● Your instructions
From the entries below, report only the number of lines that contain the word "dropped".

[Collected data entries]
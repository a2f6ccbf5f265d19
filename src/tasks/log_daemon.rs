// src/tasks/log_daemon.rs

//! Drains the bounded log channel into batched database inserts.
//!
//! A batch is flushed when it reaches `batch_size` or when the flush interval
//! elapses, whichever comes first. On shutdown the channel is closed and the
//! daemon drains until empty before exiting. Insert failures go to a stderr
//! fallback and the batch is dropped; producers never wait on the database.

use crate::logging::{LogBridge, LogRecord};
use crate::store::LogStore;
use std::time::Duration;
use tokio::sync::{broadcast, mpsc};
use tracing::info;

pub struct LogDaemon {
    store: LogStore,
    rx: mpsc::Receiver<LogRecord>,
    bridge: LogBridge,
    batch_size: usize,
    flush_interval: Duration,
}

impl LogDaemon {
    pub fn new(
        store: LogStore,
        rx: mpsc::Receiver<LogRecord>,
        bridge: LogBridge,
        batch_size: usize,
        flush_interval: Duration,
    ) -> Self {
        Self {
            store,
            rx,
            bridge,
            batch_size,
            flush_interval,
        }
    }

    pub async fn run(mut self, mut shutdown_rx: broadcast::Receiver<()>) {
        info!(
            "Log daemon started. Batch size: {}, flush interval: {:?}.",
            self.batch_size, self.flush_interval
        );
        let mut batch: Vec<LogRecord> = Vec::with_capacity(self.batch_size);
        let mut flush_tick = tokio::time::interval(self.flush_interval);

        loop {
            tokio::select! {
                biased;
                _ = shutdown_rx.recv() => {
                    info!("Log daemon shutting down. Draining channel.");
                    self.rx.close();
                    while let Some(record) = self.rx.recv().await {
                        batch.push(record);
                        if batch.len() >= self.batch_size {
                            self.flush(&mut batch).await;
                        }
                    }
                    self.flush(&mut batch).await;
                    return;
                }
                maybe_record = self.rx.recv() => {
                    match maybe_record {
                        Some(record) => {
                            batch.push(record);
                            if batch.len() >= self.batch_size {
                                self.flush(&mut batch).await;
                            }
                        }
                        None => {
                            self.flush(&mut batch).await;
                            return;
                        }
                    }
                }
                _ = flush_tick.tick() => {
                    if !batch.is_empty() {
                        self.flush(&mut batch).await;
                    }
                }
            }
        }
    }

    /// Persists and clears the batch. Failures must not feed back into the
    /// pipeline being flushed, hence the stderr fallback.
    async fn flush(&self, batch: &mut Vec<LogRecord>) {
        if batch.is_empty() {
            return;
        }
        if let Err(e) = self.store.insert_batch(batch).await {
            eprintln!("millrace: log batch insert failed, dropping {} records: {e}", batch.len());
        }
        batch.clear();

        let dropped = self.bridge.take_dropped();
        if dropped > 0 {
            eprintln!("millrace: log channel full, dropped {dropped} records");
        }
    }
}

● Answer for this exercise
4